=== ACTIVITY ===
Return copies of the lines below that mention "HashSet".

··· SUPPLIED MATERIAL ···

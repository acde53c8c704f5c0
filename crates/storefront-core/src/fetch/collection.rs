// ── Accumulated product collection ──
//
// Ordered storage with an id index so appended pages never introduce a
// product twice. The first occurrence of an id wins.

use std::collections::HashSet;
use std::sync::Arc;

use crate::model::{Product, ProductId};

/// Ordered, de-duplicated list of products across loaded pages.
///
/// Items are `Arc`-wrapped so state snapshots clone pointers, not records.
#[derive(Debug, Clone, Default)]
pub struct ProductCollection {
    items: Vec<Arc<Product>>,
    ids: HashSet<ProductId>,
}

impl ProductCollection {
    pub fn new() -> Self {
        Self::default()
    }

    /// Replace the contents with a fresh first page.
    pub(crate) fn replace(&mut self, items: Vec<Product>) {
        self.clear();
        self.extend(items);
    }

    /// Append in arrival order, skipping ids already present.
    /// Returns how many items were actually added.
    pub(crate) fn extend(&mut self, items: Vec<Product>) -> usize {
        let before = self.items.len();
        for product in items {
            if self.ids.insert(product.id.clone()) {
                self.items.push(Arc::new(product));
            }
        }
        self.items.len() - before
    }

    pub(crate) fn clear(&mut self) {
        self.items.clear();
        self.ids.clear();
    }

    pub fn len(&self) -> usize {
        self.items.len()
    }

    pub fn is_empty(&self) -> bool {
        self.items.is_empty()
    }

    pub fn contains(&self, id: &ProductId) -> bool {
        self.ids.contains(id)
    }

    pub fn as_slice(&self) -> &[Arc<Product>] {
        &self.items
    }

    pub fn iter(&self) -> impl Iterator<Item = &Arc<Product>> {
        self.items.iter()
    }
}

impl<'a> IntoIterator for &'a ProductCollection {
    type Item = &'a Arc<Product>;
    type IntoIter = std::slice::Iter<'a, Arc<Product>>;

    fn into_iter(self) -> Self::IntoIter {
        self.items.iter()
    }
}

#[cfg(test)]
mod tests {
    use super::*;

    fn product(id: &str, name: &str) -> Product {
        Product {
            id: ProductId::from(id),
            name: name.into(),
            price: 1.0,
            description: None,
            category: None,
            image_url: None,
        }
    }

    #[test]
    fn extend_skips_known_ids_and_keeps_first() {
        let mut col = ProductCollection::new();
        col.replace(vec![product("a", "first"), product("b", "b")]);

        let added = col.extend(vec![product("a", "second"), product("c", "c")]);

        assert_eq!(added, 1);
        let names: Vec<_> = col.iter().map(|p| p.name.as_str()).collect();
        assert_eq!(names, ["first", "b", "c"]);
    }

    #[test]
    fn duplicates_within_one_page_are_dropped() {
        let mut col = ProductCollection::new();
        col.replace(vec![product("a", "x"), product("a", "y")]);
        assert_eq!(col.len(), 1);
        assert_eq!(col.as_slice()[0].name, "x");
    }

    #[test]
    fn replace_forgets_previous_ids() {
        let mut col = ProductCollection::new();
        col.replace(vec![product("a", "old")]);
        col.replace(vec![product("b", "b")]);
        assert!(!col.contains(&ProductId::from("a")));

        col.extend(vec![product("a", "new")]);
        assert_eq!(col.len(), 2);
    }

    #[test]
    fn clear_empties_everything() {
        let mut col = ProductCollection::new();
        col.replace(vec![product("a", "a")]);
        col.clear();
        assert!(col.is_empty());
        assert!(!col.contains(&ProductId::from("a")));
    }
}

···

=== TASK SOLUTION ===
use std::collections::HashSet;
    ids: HashSet<ProductId>,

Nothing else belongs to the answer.